Record carbon prices in Europe are failing to price coal out of Germany's base-load merit order this winter, as a shortage of natural gas means there is limited scope for utilities to switch to cleaner alternatives at short notice.

The supply of EU emissions trading system (ETS) allowances, natural gas and coal have all tightened in Europe this year, creating a intense positive feedback loop in the power sector.

Rising carbon prices, all things being equal, provide an incentive to burn gas instead of coal for power, but a shortage of gas this year has supported gas prices at levels that fully offset the positive impact of rising carbon prices on gas' competitiveness against coal. This has created upward pressure for power prices, which have increased to cover the rising carbon costs that cannot be mitigated or lessened by coal-to-gas switching, supporting margins for coal-fired power plants this winter and boosting the demand outlook for power-sector coal burn.

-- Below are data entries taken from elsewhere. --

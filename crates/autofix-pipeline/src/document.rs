//! Pipeline document model
//!
//! [`PipelineDocument`] is the structural view of the workflow file: top-level
//! metadata, the trigger mapping, the managed job (runner plus ordered steps)
//! and any other jobs, which are carried through untouched.
//!
//! Parsing is forgiving about the damage earlier automated edits tend to
//! leave behind (a trigger key read back as boolean `true`, steps wrapped in
//! stray lists, entries with no identity) and coerces it into a well-formed
//! document. Serialization is deterministic, so two equal documents always
//! render to identical bytes.

use std::collections::HashSet;

use serde_yaml::{Mapping, Value};
use tracing::{debug, warn};

use crate::error::{DocumentError, DocumentResult};
use crate::guard::StepGuard;
use crate::hash::Fingerprint;
use crate::policy::DocumentPolicy;
use crate::step::{kind_of, Step};

const TRIGGER_KEY: &str = "on";
const JOBS_KEY: &str = "jobs";
const NAME_KEY: &str = "name";
const RUNNER_KEY: &str = "runs-on";
const STEPS_KEY: &str = "steps";

/// Maximum nesting of stray lists unwrapped inside a step list
pub const MAX_NESTING: usize = 8;

/// Structural representation of the pipeline definition
#[derive(Debug, Clone, PartialEq)]
pub struct PipelineDocument {
    metadata: Mapping,
    trigger: Mapping,
    job_id: String,
    runner: String,
    job_extra: Mapping,
    other_jobs: Mapping,
    steps: Vec<Step>,
}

The potential for firm and so relatively more carbon-intensive coal-fired power generation this winter is in turn creating additional support for carbon prices, closing the loop of an upward cycle that has characterised European generation fuels markets this year.

Carbon prices

Carbon prices exist to correct a market failure — they allocate a financial cost to a negative externality that was previously unaccounted for — in this case, the environmental cost of emitting CO2 from generating electricity.

But setting a financial cost that is equal to the environmental cost of the externality is difficult. Rather than setting this price directly itself, the EU indirectly sets the price through a cap-and-trade market-based system, with the supply of emissions allowances (EUAs) gradually reduced over time.

This reduction in EUA supply — and the likelihood of further reductions in the future as part of the bloc's "Fit for 55" plan to cut emissions by at least 55pc by 2030 from 1990 levels — has supported carbon prices this year, with allowances exceeding €60/t of CO2 equivalent for the first time at the end of August.

At current prices, the cost of carbon accounts for around €50/MWh, or 51pc of the marginal generation cost of a 42pc efficient coal-fired power plant in Germany. In early 2018, the carbon component was around €27/MWh, or 20pc of the marginal generation cost (see chart).

Wholesale power prices are a function of the generation costs for the marginal power plants needed to meet electricity demand, which are usually coal or gas-fired plants, and so power prices have risen this year in tandem with firming carbon and fuel costs.

This means carbon is increasingly being priced into the wholesale electricity market, going some way towards correcting the market failure that uncosted emissions represent. The previously unaccounted environmental cost of carbon is now being at least partly covered through a financial cost incurred by generators.

While the main goal of carbon prices is to ensure that the negative externality of emissions bears a financial cost, the mechanism can have other consequences that may be desirable or undesirable.

An implicit goal of carbon pricing is to encourage a shift towards cleaner sources of generation, since it is assumed that market participants will act to reduce the negative externality that they are responsible for in order to avoid the financial cost it now incurs.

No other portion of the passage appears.